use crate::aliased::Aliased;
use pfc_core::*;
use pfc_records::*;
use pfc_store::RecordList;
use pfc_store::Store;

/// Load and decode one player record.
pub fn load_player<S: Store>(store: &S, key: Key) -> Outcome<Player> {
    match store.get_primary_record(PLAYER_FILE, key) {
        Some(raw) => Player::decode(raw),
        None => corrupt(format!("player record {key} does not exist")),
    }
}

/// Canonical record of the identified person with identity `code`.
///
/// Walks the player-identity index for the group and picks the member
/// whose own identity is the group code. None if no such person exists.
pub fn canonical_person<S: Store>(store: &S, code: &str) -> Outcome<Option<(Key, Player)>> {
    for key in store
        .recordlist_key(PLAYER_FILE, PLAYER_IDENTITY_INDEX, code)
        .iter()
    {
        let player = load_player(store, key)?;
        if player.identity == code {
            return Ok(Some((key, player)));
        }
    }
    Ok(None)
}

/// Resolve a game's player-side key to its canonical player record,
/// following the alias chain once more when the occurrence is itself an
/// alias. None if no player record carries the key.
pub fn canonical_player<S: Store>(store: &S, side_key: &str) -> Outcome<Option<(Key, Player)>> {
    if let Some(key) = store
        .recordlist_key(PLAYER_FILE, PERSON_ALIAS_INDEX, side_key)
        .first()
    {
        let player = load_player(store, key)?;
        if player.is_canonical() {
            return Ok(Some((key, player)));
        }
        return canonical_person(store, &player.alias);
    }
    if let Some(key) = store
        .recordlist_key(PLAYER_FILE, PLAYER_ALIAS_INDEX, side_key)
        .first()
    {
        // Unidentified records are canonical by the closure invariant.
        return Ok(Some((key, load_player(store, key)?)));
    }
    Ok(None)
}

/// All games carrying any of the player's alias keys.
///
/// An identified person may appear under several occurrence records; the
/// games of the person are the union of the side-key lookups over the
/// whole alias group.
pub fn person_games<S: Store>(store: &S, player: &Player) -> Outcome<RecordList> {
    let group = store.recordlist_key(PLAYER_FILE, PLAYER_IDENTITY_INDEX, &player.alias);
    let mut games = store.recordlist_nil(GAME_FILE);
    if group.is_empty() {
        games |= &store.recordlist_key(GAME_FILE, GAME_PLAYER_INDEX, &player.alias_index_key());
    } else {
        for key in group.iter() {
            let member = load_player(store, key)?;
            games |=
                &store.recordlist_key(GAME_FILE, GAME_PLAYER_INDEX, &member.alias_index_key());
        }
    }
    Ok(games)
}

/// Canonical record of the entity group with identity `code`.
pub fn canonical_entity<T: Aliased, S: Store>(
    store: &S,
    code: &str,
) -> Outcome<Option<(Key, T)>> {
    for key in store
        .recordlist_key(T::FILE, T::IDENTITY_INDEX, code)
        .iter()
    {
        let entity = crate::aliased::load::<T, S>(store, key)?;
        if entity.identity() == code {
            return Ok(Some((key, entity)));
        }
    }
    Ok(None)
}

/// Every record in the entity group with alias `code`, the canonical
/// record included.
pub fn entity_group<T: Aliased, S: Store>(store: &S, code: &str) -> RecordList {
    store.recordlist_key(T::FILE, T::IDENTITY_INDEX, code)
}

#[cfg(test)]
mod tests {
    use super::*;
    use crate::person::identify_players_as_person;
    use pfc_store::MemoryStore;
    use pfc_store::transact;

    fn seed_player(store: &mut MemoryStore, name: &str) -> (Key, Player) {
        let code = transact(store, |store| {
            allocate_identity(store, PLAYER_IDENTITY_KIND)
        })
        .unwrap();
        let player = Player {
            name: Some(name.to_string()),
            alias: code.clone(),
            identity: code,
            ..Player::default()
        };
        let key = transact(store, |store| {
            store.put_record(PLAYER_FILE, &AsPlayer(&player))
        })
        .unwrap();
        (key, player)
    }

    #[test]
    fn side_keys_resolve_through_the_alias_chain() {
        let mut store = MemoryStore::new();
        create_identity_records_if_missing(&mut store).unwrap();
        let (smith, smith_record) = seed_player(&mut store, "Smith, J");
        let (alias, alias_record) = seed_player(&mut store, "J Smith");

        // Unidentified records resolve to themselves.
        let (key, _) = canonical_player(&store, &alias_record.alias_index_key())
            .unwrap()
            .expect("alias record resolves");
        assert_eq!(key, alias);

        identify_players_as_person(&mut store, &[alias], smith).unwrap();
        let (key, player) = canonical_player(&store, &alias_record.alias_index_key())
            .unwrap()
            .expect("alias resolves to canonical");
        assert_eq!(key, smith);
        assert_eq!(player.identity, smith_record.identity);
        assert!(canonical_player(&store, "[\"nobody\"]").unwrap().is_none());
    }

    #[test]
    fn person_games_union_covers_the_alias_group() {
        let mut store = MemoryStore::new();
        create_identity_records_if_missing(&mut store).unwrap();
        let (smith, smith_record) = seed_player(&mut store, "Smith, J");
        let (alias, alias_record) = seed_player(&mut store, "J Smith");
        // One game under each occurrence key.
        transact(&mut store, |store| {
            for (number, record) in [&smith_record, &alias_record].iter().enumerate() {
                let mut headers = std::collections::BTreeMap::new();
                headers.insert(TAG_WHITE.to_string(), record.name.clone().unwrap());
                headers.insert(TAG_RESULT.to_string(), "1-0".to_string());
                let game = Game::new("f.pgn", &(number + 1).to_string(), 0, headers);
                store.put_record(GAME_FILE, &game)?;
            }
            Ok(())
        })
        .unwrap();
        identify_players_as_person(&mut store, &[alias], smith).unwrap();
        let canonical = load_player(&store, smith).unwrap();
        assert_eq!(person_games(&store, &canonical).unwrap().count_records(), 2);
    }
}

_____

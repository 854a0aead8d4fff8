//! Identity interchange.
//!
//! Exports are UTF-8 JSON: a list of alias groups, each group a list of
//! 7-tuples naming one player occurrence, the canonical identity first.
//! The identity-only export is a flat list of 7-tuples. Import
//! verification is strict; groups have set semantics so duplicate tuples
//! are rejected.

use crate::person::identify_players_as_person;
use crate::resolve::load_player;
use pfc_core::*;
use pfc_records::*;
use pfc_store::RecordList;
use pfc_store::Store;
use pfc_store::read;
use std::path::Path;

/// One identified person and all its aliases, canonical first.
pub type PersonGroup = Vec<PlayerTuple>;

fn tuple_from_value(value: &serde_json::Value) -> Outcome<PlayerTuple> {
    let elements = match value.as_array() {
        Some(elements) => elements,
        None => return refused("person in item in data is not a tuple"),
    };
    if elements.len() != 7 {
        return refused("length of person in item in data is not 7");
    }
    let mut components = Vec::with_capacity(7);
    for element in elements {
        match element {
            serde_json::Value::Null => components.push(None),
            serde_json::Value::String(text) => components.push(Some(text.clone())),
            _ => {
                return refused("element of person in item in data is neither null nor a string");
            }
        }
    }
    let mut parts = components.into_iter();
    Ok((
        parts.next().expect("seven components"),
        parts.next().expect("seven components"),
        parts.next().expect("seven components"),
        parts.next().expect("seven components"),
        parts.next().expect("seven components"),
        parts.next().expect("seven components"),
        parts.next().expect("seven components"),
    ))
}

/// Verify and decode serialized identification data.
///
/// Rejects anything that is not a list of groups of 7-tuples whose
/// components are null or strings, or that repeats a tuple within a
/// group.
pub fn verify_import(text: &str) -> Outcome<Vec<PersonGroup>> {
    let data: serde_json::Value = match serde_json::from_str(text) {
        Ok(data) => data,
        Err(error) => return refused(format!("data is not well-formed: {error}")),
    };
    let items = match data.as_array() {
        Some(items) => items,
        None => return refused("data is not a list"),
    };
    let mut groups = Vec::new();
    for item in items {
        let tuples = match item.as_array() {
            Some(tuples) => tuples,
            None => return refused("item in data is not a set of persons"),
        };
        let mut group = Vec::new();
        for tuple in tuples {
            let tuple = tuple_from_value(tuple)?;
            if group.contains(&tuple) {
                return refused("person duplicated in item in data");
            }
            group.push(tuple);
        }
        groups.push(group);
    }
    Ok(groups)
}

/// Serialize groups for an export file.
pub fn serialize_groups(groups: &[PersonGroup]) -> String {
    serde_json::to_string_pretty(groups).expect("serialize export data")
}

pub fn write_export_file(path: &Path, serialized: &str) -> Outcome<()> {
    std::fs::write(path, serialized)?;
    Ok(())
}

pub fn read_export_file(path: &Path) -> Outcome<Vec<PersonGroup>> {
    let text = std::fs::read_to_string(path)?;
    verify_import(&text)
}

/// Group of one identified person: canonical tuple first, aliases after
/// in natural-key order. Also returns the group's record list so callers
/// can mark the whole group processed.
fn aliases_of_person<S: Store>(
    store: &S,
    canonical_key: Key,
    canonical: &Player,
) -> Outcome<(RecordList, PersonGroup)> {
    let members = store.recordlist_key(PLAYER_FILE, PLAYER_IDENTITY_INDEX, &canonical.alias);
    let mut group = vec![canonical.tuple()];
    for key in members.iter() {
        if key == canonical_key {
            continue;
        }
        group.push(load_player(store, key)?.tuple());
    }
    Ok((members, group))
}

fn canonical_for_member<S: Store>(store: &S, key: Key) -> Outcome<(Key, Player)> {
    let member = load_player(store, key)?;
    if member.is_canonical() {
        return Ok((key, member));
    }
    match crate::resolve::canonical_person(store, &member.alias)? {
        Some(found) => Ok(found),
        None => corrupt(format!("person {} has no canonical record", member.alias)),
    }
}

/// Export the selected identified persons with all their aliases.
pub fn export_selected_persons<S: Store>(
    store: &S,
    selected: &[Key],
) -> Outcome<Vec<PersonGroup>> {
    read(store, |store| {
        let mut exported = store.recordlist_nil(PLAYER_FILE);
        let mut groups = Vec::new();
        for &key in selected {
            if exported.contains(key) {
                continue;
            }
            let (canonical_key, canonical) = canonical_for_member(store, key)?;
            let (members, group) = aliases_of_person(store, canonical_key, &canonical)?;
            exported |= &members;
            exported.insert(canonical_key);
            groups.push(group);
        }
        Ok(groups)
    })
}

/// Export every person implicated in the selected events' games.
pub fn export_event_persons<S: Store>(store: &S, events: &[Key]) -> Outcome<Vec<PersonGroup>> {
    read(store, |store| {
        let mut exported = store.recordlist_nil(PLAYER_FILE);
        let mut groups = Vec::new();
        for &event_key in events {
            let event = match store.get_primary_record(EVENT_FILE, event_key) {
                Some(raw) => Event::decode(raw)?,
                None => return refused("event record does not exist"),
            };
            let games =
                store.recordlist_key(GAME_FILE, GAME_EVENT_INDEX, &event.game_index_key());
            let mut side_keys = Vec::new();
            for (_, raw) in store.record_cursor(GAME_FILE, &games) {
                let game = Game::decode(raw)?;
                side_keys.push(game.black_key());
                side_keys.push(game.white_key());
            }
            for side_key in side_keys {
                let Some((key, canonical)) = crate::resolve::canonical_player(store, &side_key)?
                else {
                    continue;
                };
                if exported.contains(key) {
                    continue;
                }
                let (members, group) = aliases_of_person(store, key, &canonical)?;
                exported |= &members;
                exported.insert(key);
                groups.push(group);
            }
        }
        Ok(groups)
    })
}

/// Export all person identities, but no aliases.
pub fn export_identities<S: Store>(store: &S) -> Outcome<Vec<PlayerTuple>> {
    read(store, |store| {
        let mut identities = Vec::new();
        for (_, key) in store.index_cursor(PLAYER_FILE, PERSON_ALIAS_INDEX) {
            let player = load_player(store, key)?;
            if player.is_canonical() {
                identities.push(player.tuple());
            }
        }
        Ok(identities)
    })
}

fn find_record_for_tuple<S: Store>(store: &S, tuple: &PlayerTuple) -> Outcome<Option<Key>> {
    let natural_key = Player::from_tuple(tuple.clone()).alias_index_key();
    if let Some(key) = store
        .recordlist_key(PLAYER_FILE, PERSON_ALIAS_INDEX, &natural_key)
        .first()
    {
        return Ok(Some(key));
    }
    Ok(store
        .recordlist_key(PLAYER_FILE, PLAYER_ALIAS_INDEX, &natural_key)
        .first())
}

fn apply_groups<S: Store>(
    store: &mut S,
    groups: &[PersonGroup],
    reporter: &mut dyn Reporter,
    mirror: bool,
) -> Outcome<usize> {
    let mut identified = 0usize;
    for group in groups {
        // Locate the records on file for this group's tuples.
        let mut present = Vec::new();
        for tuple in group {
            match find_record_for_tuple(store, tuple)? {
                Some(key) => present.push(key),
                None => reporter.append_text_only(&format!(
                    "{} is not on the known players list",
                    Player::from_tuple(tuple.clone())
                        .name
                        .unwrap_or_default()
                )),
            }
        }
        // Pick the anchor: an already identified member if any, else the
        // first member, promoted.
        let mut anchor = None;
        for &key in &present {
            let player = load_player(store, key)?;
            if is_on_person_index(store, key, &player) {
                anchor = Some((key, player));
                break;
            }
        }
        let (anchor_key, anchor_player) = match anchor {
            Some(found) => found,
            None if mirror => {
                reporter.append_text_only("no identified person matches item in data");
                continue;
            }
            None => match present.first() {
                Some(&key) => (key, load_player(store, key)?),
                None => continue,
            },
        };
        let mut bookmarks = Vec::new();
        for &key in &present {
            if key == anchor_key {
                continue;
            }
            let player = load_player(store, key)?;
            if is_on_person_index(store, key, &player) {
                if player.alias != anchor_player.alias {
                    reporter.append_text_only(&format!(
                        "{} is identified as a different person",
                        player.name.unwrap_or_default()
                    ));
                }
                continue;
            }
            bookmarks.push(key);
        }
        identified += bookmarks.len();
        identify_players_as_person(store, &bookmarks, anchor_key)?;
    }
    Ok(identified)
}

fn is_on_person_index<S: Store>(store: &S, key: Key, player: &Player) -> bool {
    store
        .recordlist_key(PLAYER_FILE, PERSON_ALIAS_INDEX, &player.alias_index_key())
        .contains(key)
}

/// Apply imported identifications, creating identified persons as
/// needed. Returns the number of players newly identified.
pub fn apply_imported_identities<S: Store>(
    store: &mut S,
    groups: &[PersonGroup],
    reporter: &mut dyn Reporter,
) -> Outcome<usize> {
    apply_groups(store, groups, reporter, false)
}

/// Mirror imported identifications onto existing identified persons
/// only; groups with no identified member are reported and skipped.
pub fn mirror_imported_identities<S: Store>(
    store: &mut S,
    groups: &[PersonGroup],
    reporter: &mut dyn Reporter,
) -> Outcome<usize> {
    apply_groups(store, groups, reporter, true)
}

_____

**Problem details:** From the listing above, return every line that contains the word "items".

**Task output:**
    let items = match data.as_array() {
        Some(items) => items,
    for item in items {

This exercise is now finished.